La prestation de Mustapha El Khalfi, ministre de la Communication, dans une émission de radio française, a déclenché une avalanche de commentaires et de réactions. Chacun y est allé de son couplet d’indignation, d’ironie, ou de défense du ministre PJD. Soudainement, on a découvert que le pays foisonnait de spin doctors prêts à prodiguer gracieusement des conseils à nos responsables politiques pour éviter l’affront et l’humiliation devant les journalistes étrangers. Après le pays des 35 millions de commentateurs sportifs, nous voici au temps des 35 millions de conseillers en communication. Un premier réflexe populiste et démagogique, mais recevable et légitime consisterait à dire « Et alors ? Est-ce que le ministre d’un pays, dont les langues officielles sont l’arabe et l’amazigh, doit s’exprimer dans un français parfait et irréprochable ? » Quand un responsable, américain ou chinois, bredouille quelques mots en français, on s’exclame de fascination et d’émerveillement, mais quand un homme politique marocain bafouille et trébuche dans la langue de Molière, on crie à la honte et au scandale. Car, au-delà des réponses maladroites et évasives de Mustapha El Khalfi à des questions précises et embarrassantes, cette polémique nous renseigne beaucoup plus sur nos rapports à la langue française et à sa place au Maroc.

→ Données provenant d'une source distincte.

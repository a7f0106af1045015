// Game Club Booking Engine - Main Entry Point
//
// You can run it via Cargo:
//
// ```console
// $ cargo build --release
// $ ./target/release/gameclub-booking
// ```
//
// Or with custom configuration:
//
// ```console
// $ ./target/release/gameclub-booking --starting-balance 5000 --verbose
// ```

use anyhow::{bail, Context};
use chrono::{Duration, Utc};
use clap::Parser;
use gameclub_booking::arcade::{self, GuessGame, Hint, SessionStats};
use gameclub_booking::types::config::CliArgs;
use gameclub_booking::{
    BookingConfig, BookingOrchestrator, BookingRequest, LoggingConfig, RoomCategory,
};
use rand::rngs::StdRng;
use rand::SeedableRng;
use std::process;
use tracing::{error, info};

fn main() {
    // Parse CLI arguments first to check for special flags
    let args = CliArgs::parse();

    if args.print_config {
        let default_config = BookingConfig::default();
        match default_config.print_json() {
            Ok(json) => {
                println!("{}", json);
                return;
            }
            Err(e) => {
                eprintln!("Failed to serialize default configuration: {}", e);
                process::exit(1);
            }
        }
    }

    // Initialize logging based on CLI flags
    let logging_result = if args.debug {
        LoggingConfig::init_debug()
    } else if args.verbose {
        LoggingConfig::init_verbose()
    } else {
        LoggingConfig::init_quiet()
    };

    if let Err(e) = logging_result {
        eprintln!("Failed to initialize logging: {}", e);
        process::exit(1);
    }

    info!("starting game club booking engine");

    let config = match BookingConfig::from_cli_args(args.clone()) {
        Ok(config) => config,
        Err(e) => {
            error!("failed to load configuration: {}", e);
            process::exit(1);
        }
    };

    if let Err(e) = config.validate() {
        error!("configuration validation failed: {}", e);
        process::exit(1);
    }

    if args.dry_run {
        eprintln!("Configuration validation successful!");
        eprintln!("Dry run mode - the front-desk demo will not be executed.");
        print_configuration_summary(&config);
        return;
    }

    print_startup_banner(&config);

    if let Err(e) = run_front_desk_demo(config) {
        error!("demo failed: {}", e);
        process::exit(1);
    }

    info!("game club booking engine finished");
}

/// Walk through a typical front-desk session: browse, book, cancel, audit
fn run_front_desk_demo(config: BookingConfig) -> anyhow::Result<()> {
    let seed = config.seed;
    let orchestrator =
        BookingOrchestrator::new(config).context("failed to initialize the club")?;

    eprintln!("Room catalog:");
    for view in orchestrator.list_rooms() {
        eprintln!(
            "  {:<6} {:<12} {:<8} {:>4}₽/h  [{}]  {}",
            view.room.id,
            view.room.name,
            view.room.category,
            view.room.hourly_rate,
            view.status,
            view.room.specs.join(", ")
        );
    }
    eprintln!();

    eprintln!("Game library:");
    for category in RoomCategory::ALL {
        let titles: Vec<String> = orchestrator
            .games_for(category)
            .iter()
            .map(|g| g.display_name.clone())
            .collect();
        eprintln!("  {:<8} {}", category, titles.join(", "));
    }
    eprintln!();

    // A new member walks in
    let account_id = orchestrator
        .open_account()
        .context("failed to open account")?;
    let balance = orchestrator.get_balance(account_id)?;
    eprintln!("Opened account {} with {}₽", account_id, balance);

    // Book three hours of VIP starting in three hours
    let start = Utc::now() + Duration::hours(3);
    let vip_request = BookingRequest {
        room_id: "vip-1".into(),
        game_id: "ml".into(),
        account_id,
        start_time: start,
        duration_hours: 3,
    };
    let quote = orchestrator.quote(&vip_request.room_id, vip_request.duration_hours)?;
    eprintln!("Quote for 3h in vip-1: {}₽", quote);

    let reservation = orchestrator
        .create_reservation(&vip_request)
        .context("booking failed")?;
    eprintln!(
        "Booked {} for {} ({}₽), balance now {}₽",
        reservation.room_id,
        reservation.slot.start.format("%Y-%m-%d %H:%M"),
        reservation.price,
        orchestrator.get_balance(account_id)?
    );

    // The same slot cannot be double-booked
    let conflict = orchestrator.create_reservation(&BookingRequest {
        game_id: "csgo".into(),
        ..vip_request.clone()
    });
    match conflict {
        Err(e) => eprintln!("Second booking of the same slot refused: {}", e),
        Ok(_) => bail!("conflicting booking was accepted"),
    }

    // Change of plans: cancel and get the money back
    let cancelled = orchestrator
        .cancel_reservation(reservation.id)
        .context("cancellation failed")?;
    eprintln!(
        "Cancelled {}, refunded {}₽, balance back to {}₽",
        cancelled.id,
        cancelled.price,
        orchestrator.get_balance(account_id)?
    );
    eprintln!();

    // Pass the time at the lounge desk
    play_lounge_games(seed);

    // The audit trail for the session
    eprintln!("Transaction log:");
    for entry in orchestrator.transactions(account_id) {
        eprintln!(
            "  #{:<3} {:>6}₽  balance {:>6}₽  {}",
            entry.seq, entry.delta, entry.resulting_balance, entry.cause
        );
    }

    Ok(())
}

/// A short scripted lounge session: a few rounds of rock-paper-scissors and
/// one guessing game
fn play_lounge_games(seed: Option<u64>) {
    let mut rng = match seed {
        Some(seed) => StdRng::seed_from_u64(seed),
        None => StdRng::from_entropy(),
    };

    eprintln!("Lounge games while waiting:");
    let mut stats = SessionStats::new();
    for mv in [arcade::Move::Rock, arcade::Move::Paper, arcade::Move::Scissors] {
        let round = arcade::play(mv, &mut rng);
        stats.record(round.outcome);
        eprintln!(
            "  {} vs {} -> {:?}",
            round.player, round.house, round.outcome
        );
    }
    eprintln!(
        "  {} played, win rate {:.0}%",
        stats.games_played(),
        stats.win_rate()
    );

    let mut game = GuessGame::new(&mut rng);
    let mut low = arcade::MIN_TARGET;
    let mut high = arcade::MAX_TARGET;
    // Binary search always finds the target within seven attempts
    while !game.is_finished() {
        let probe = low + (high - low) / 2;
        match game.guess(probe) {
            Hint::Exact => {
                eprintln!("  Guessed the number {} with attempts to spare", probe);
            }
            Hint::Higher(distance) => {
                eprintln!("  {} is too low ({})", probe, distance);
                low = probe + 1;
            }
            Hint::Lower(distance) => {
                eprintln!("  {} is too high ({})", probe, distance);
                high = probe - 1;
            }
            Hint::GameOver { target } => {
                eprintln!("  Out of attempts, the number was {}", target);
            }
        }
    }
    eprintln!();
}

/// Print startup banner and configuration summary
fn print_startup_banner(config: &BookingConfig) {
    eprintln!("Game Club Booking Engine");
    eprintln!("========================");
    eprintln!("Rooms, games, pricing, and an audited member ledger");
    eprintln!();

    print_configuration_summary(config);
}

/// Print configuration summary
fn print_configuration_summary(config: &BookingConfig) {
    eprintln!("Configuration:");
    eprintln!(
        "  Session Duration: {} - {} hours",
        config.min_duration_hours, config.max_duration_hours
    );
    eprintln!("  Cancellation Lead Time: {} hours", config.cancellation_lead_hours);
    eprintln!("  Starting Balance: {}₽", config.starting_balance);
    if let Some(seed) = config.seed {
        eprintln!("  Random Seed: {}", seed);
    }
    eprintln!();
}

La langue française est devenue un enjeu de pouvoir et de domination
Dans une célèbre formule, l’écrivain algérien Kateb Yacine disait que « le français est notre butin de guerre ». Mais comme tous les butins, cette richesse linguistique a été mal distribuée, profitant à certains plus qu’à d’autres. Après l’indépendance, la langue française est devenue un enjeu de pouvoir et de domination, un marqueur d’inégalité et un moyen de promotion ou de blocage social. Pendant des décennies, l’élite politique et économique était purement francophone : elle s’exprimait, réfléchissait et baignait dans cette langue. Le français était l’univers symbolique où tout se faisait et s’accomplissait. Des délibérations d’un conseil d’administration à la commande d’un dîner au restaurant, du débat intellectuel à la discussion galante, et de la note administrative au courrier personnel… la langue française servait de moyen, à cette élite, pour exprimer des idées complexes ou des échanges banals. La détérioration du niveau de l’enseignement public a participé à creuser les écarts, dans un pays où la maîtrise du français est un sésame pour accéder aux postes de responsabilité et d’encadrement. Cette situation a fini par alimenter les frustrations et les ressentiments envers cette langue et son utilisation. L’arrivée d’une nouvelle élite politique, incarnée par le PJD et portée par les élections, a rendu la question linguistique encore plus complexe et problématique. Issue généralement de l’école publique, cette nouvelle élite à un rapport différent avec la langue française. Une relation faite de rejet et de distance à l’égard d’une langue qu’on ne maîtrise pas totalement, mais aussi d’acceptation et de volonté de la dompter, car elle demeure encore l’idiome de l’économie et de la haute fonction. Une réalité linguistique, complexe et déroutante, qui explique les bourdes et les imprécisions des responsables islamistes quand ils s’expriment en français, mais aussi la hantise de l’élite moderniste et francophone de parler publiquement en arabe classique. Chacun préfère être clair dans la langue qu’il domine.